Entre las diez acusaciones que presentó el fiscal contra el fraile agustino el cinco de mayo de 1572, la número seis establece que: ‘el dicho fray Luis de León ha dicho y afirmado que los Cantares de Salomón eran carmen amatorium ad suam uxorem [poema de amores a su esposa], y profanando los dichos Cantares, los tradujo en lengua vulgar, y están y andan en poder de muchas personas’ [por lo que] el delito que el fiscal percibe en relación con esta obra es doble: no sólo haberla traducido al vulgar, sino […] haberla interpretado de […] manera que cuestionaba la tradición.[12]
Sólo cuatro años, sin embargo, Fray Luis de León es mantenido en prisión, merced a sus propios argumentos que lo devuelven a la Universidad y a su convento, aunque es precisa su retractación y la eliminación de los ejemplares conocidos en su tiempo. No obstante, pasa a la posteridad su traducción y estudio de los poemas bíblicos. Ahí en donde explica que se veían
“pintados al vivo los amorosos fuegos de los demás amantes, los encendidos deseos, los perpetuos cuidados, las recias congojas que la ausencia [sic] y el temor en ellos causan, juntamente en los celos y sospechas que entre ellos se mueven. [Y además] se oye el sonido de los ardientes suspiros, mensajeros del corazón, y de las amorosas quejas y dulces razonamientos, que unas veces van vestidos de esperanza, otras de temor, otras de tristeza o alegría; y, en breve, todos aquellos sentimientos que los apasionados amantes probar suelen…”[13].
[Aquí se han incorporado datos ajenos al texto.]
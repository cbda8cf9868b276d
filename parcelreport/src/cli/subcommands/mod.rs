mod fields;
pub mod submit;
mod submit_handler;
pub mod validate;
mod validate_handler;
use std::sync::Arc;

use lazy_static::lazy_static;
use regex::Regex;

/// Checks a single field value. `None` means the field was never filled in.
pub type ValidateFn =
    Arc<dyn Fn(Option<&str>) -> Result<(), String> + Send + Sync>;

pub const REQUIRED_MESSAGE: &str = "Required";
pub const NON_EMPTY_MESSAGE: &str = "Cannot be empty";
pub const FIVE_CHARACTERS_MESSAGE: &str = "Must be exactly 5 characters";
pub const IS_NUM_MESSAGE: &str = "Must be a number";

lazy_static! {
    static ref DIGITS: Regex = Regex::new(r"^[0-9]*$").unwrap();
}

pub fn required(value: Option<&str>) -> Result<(), String> {
    match value {
        Some(value) if !value.is_empty() => Ok(()),
        _ => Err(REQUIRED_MESSAGE.to_string()),
    }
}

pub fn non_empty(value: Option<&str>) -> Result<(), String> {
    if value.unwrap_or_default().trim().is_empty() {
        Err(NON_EMPTY_MESSAGE.to_string())
    } else {
        Ok(())
    }
}

/// Length is measured in UTF-16 code units, the way browsers measure input
/// values.
pub fn five_characters(value: Option<&str>) -> Result<(), String> {
    if value.unwrap_or_default().encode_utf16().count() == 5 {
        Ok(())
    } else {
        Err(FIVE_CHARACTERS_MESSAGE.to_string())
    }
}

pub fn is_num(value: Option<&str>) -> Result<(), String> {
    if DIGITS.is_match(value.unwrap_or_default()) {
        Ok(())
    } else {
        Err(IS_NUM_MESSAGE.to_string())
    }
}

pub fn validate_with_pattern(
    pattern: Regex,
    error_msg: String,
) -> impl Fn(Option<&str>) -> Result<(), String> + Send + Sync {
    move |value: Option<&str>| {
        if pattern.is_match(value.unwrap_or_default()) {
            Ok(())
        } else {
            Err(error_msg.clone())
        }
    }
}

/// Runs `validators` in order and stops at the first failure.
pub fn validate_chain(
    validators: &[ValidateFn],
    value: Option<&str>,
) -> Result<(), String> {
    validators.iter().try_for_each(|validate| validate(value))
}

#[cfg(test)]
mod tests {
    use super::*;

    fn chain() -> Vec<ValidateFn> {
        vec![
            Arc::new(required),
            Arc::new(non_empty),
            Arc::new(five_characters),
            Arc::new(is_num),
        ]
    }

    #[test]
    fn test_required() {
        assert!(required(None).is_err());
        assert!(required(Some("")).is_err());
        assert!(required(Some("x")).is_ok());
        // whitespace is a value, non_empty catches it
        assert!(required(Some(" ")).is_ok());
    }

    #[test]
    fn test_non_empty() {
        assert_eq!(non_empty(Some(" \t\n")), Err(NON_EMPTY_MESSAGE.into()));
        assert!(non_empty(None).is_err());
        assert!(non_empty(Some(" a ")).is_ok());
    }

    #[test]
    fn test_five_characters() {
        for input in ["", "1", "1234", "123456", "abcdefgh"] {
            assert_eq!(
                five_characters(Some(input)),
                Err(FIVE_CHARACTERS_MESSAGE.to_string()),
                "input: {:?}",
                input
            );
        }
        assert!(five_characters(None).is_err());
        // counts UTF-16 units, not bytes
        assert!(five_characters(Some("ééééé")).is_ok());
        // outside the BMP one character is two units
        assert!(five_characters(Some("a😀bc")).is_ok());
        assert!(five_characters(Some("😀😀😀")).is_err());
        assert!(five_characters(Some("1234😀")).is_err());
    }

    #[test]
    fn test_five_digit_strings_pass_both() {
        for input in ["00000", "12345", "99999", "40213"] {
            assert!(five_characters(Some(input)).is_ok());
            assert!(is_num(Some(input)).is_ok());
        }
    }

    #[test]
    fn test_is_num() {
        assert_eq!(is_num(Some("abc12")), Err(IS_NUM_MESSAGE.to_string()));
        assert!(is_num(Some("12345")).is_ok());
        assert!(is_num(Some("12.45")).is_err());
        assert!(is_num(Some("-1234")).is_err());
        assert!(is_num(Some("١٢٣٤٥")).is_err());
    }

    #[test]
    fn test_chain_first_failure_wins() {
        let validators = chain();
        assert_eq!(
            validate_chain(&validators, None),
            Err(REQUIRED_MESSAGE.to_string())
        );
        assert_eq!(
            validate_chain(&validators, Some("     ")),
            Err(NON_EMPTY_MESSAGE.to_string())
        );
        assert_eq!(
            validate_chain(&validators, Some("abc")),
            Err(FIVE_CHARACTERS_MESSAGE.to_string())
        );
        assert_eq!(
            validate_chain(&validators, Some("abc12")),
            Err(IS_NUM_MESSAGE.to_string())
        );
        assert_eq!(validate_chain(&validators, Some("12345")), Ok(()));
        assert_eq!(validate_chain(&[], None), Ok(()));
    }

    #[test]
    fn test_chain_short_circuits() {
        use std::sync::atomic::{AtomicUsize, Ordering};

        let calls = Arc::new(AtomicUsize::new(0));
        let counter = calls.clone();
        let validators: Vec<ValidateFn> = vec![
            Arc::new(required),
            Arc::new(move |_: Option<&str>| {
                counter.fetch_add(1, Ordering::SeqCst);
                Ok(())
            }),
        ];
        assert!(validate_chain(&validators, Some("")).is_err());
        assert_eq!(calls.load(Ordering::SeqCst), 0);
        assert!(validate_chain(&validators, Some("x")).is_ok());
        assert_eq!(calls.load(Ordering::SeqCst), 1);
    }

    #[test]
    fn test_validate_with_pattern() {
        let postcode = validate_with_pattern(
            Regex::new(r"^[A-Z]{2}$").unwrap(),
            "Two capitals".to_string(),
        );
        assert!(postcode(Some("NL")).is_ok());
        assert_eq!(postcode(Some("nl")), Err("Two capitals".to_string()));
    }
}
mod field_view;
mod report_form;
mod submission_status_view;

pub mod buttons;

pub use field_view::{field_element_id, FieldView};
pub use report_form::ReportForm;
pub use submission_status_view::SubmissionStatusView;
[Explicación] Así que, partiendo de estos antecedentes, y de nuestra vieja inclinación por la lectura de la biblia, en donde encontrábamos historias, narraciones fantásticas, geografías desconocidas, poemas, refranes y consejos —como en los libros sapienciales—, nos dio por revisar, en primer lugar, nuestra ajada Nacar Colunga[14], la que conservamos desde el setenta y dos, del siglo pasado, cuando iniciamos el Seminario, y luego la que años más tarde alguno de nuestros parientes nos obsequia: la Latinoamericana.
Nuestra intención inicial fue confrontar la traducción del Cantar en ambas, de donde resulta lo que intuíamos: que todos los versos eran diferentes, tanto en su composición como en la naturaleza de sus palabras. Que era evidente el sesgo de las traslaciones, las sensibilidades e intenciones distintas del traductor, expresadas verso a verso; si bien su homogeneidad literaria se mantenía, al igual que el hilo de la narración.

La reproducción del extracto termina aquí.